«Nessuno considerava sua proprietà quello che gli apparteneva, ma fra loro tutto era comune». Commentando questo passo degli Atti degli Apostoli, papa Francesco ha alzato lo sguardo dal foglio e, ancora una volta, ha ribadito: questo «non è comunismo, è cristianesimo allo stato puro». Nella prima comunità cristiana, a partire dall’esperienza del Risorto, i cristiani vivevano in unità di cuori e di spirito e condividevano quanto possedevano. Una delle costanti del magistero di Francesco, a partire dall’esortazione Evangelii gaudium, è quella di provare a fondare le nostre azioni, soprattutto quelle pastorali, sulla freschezza del Vangelo. E le sue parole hanno molte volte una forza dirompente, ricevendo una grande attenzione mediatica. Appaiono come una grande novità, anche se in realtà sono verità che accompagnano la storia della Chiesa. Sono nuovi la franchezza e il vigore con cui sono proclamate. Sine glossa, un po’ come il proposito del Santo di cui il Papa porta il nome.
Francesco si era soffermato su questi temi anche in un’udienza dello scorso settembre. Un ciclo di catechesi in cui ha provato a leggere i princìpi della Dottrina sociale della Chiesa alla luce della pandemia. In quella sulla destinazione universale dei beni, riprendendo il Catechismo ci ricorda che la terra è stata data da Dio «a tutto il genere umano» (2402). Questo ci impegna a fare in modo che i suoi frutti arrivino a tutti. Ma anche il Concilio Vaticano II va nella stessa direzione: «L’uomo, usando di questi beni, deve considerare le cose esteriori che legittimamente possiede non solo come proprie, ma anche come comuni, nel senso che possano giovare non unicamente a lui ma anche agli altri» ( Gaudium et spes, 69).
Il principio che sta alla base di tutto è la destinazione universale dei beni: quando il possesso impedisce che i beni arrivino a tutti, allora bisogna porre rimedio. Sempre nel Catechismo leggiamo: «L’autorità politica ha il diritto e il dovere di regolare il legittimo esercizio del diritto di proprietà in funzione del bene comune» (2406).
Volutamente non si citano qui la Laudato si’ o la Fratelli tutti, encicliche di Francesco, proprio per mostrare che la subordinazione della proprietà privata alla destinazione universale dei beni è un principio che accompagna la Chiesa dagli Atti degli Apostoli fino al Concilio Vaticano II, e oltre. Il Papa ha il coraggio di ricordarlo a un mondo che sembra assopito e inerte di fronte al crescere delle disuguaglianze.

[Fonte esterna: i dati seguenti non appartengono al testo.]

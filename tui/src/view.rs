//! View Rendering
//!
//! Buffer-level drawing for the three surface states: the welcome
//! screen, the in-flight indicator, and a flattened element list.
//! Everything is line-oriented: elements render top to bottom with a
//! blank line between them, wrapped to the available width.

use ratatui::buffer::Buffer;
use ratatui::layout::Rect;
use ratatui::style::{Modifier, Style};

use crate::screen::{Element, Screen};
use crate::theme;

/// Idle state: the original app's welcome copy.
pub fn render_welcome(buf: &mut Buffer, area: Rect) {
    if area.height < 4 {
        return;
    }
    let y = area.y + area.height / 3;
    buf.set_string(
        area.x + 2,
        y,
        "Welcome to",
        Style::default().fg(theme::BODY),
    );
    buf.set_string(
        area.x + 2,
        y + 1,
        "Adaptive Interface",
        Style::default()
            .fg(theme::ACCENT)
            .add_modifier(Modifier::BOLD),
    );
    buf.set_string(
        area.x + 2,
        y + 3,
        "[Enter] Start   [Esc] Quit",
        Style::default().fg(theme::DIM_GRAY),
    );
}

/// Awaiting state indicator.
pub fn render_loading(buf: &mut Buffer, area: Rect) {
    if area.height == 0 {
        return;
    }
    buf.set_string(
        area.x + 2,
        area.y + area.height / 2,
        "Contacting agent...",
        Style::default().fg(theme::ACCENT_DEEP),
    );
}

/// Displaying state: draw the element list, highlighting the focused
/// element. Returns the number of lines used.
pub fn render_screen(buf: &mut Buffer, area: Rect, screen: &Screen) -> u16 {
    let width = area.width.saturating_sub(4) as usize;
    if width < 10 || area.height < 2 {
        return 0;
    }

    let mut y = area.y + 1;
    let bottom = area.y + area.height;

    for (index, element) in screen.elements().iter().enumerate() {
        if y >= bottom {
            break;
        }
        let focused = screen.focused() == Some(index);
        y = render_element(buf, area.x + 2, y, bottom, width, element, focused);
        y += 1; // blank line between elements
    }
    y.saturating_sub(area.y)
}

fn render_element(
    buf: &mut Buffer,
    x: u16,
    mut y: u16,
    bottom: u16,
    width: usize,
    element: &Element,
    focused: bool,
) -> u16 {
    match element {
        Element::Text { content } => {
            for line in textwrap::wrap(content, width) {
                if y >= bottom {
                    break;
                }
                buf.set_string(x, y, line.as_ref(), Style::default().fg(theme::BODY));
                y += 1;
            }
        }
        Element::Button { title, .. } => {
            let label = format!("[ {title} ]");
            let style = if focused {
                Style::default()
                    .fg(theme::FOCUS)
                    .add_modifier(Modifier::BOLD | Modifier::REVERSED)
            } else {
                Style::default().fg(theme::ACCENT)
            };
            buf.set_string(x, y, &label, style);
            y += 1;
        }
        Element::Input {
            field,
            placeholder,
            value,
            ..
        } => {
            let label = field.as_deref().unwrap_or("field");
            let body = if value.is_empty() && !focused {
                format!("{label} > {placeholder}")
            } else if focused {
                format!("{label} > {value}_")
            } else {
                format!("{label} > {value}")
            };
            let style = if focused {
                Style::default().fg(theme::INPUT_GREEN).add_modifier(Modifier::BOLD)
            } else if value.is_empty() {
                Style::default().fg(theme::DIM_GRAY)
            } else {
                Style::default().fg(theme::INPUT_GREEN)
            };
            for line in textwrap::wrap(&body, width) {
                if y >= bottom {
                    break;
                }
                buf.set_string(x, y, line.as_ref(), style);
                y += 1;
            }
        }
        Element::Image { source } => {
            let placeholder = format!("[image: {source}]");
            buf.set_string(x, y, &placeholder, Style::default().fg(theme::DIM_GRAY));
            y += 1;
        }
    }
    y
}

/// Bottom status line: key hints or the last turn error.
pub fn render_status(buf: &mut Buffer, area: Rect, hint: &str, error: Option<&str>) {
    if area.height == 0 {
        return;
    }
    let y = area.y + area.height - 1;
    match error {
        Some(error) => {
            let line = format!(" error: {error}");
            buf.set_string(area.x, y, &line, Style::default().fg(theme::ERROR_RED));
        }
        None => {
            buf.set_string(area.x, y, hint, Style::default().fg(theme::DIM_GRAY));
        }
    }
}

Da una parte, l’attenzione mediatica ci fa pensare che stiamo ascoltando la parola di cui c’è bisogno, dall’altra parte il voler liquidare quelle stesse parole come associabili al comunismo 'sconfitto dalla storia', ci dice forse il tentativo di cercare un pretesto per liquidare verità scomode.
Il Covid sta portando alla luce le contraddizioni di un sistema che ha generato crescenti disuguaglianze. Se, come da dati Oxfam, l’aumento della ricchezza dei 10 miliardari più ricchi al mondo dall’inizio della pandemia sarebbe sufficiente a contrastare gli effetti economici della crisi per i più poveri e a garantire vaccini in tutto il mondo, questo sistema non funziona. Il patto sociale di fronte a queste evidenze si sgretola. Perché a fronte di un evento esterno inaspettato chi opera in un settore viene penalizzato e rischia per esempio di perdere la propria casa per non riuscire a far fronte ai debiti, e chi opera in altri settori vede aumentare, e di molto, i guadagni? È questo il mondo che vogliamo? Dove nascere in un posto, invece che in un altro può determinare opportunità del tutto diverse, dove di fronte a un male comune le conseguenze per i singoli sono tutt’altre?
Il Papa ripete che, proprio di fronte a un flagello mondiale come la pandemia, è bene aver chiaro che la terra è di tutti, che i beni ci sono stati donati perché siano condivisi, che non possiamo dirci cristiani e non ci sentiamo custodi per davvero gli uni degli altri.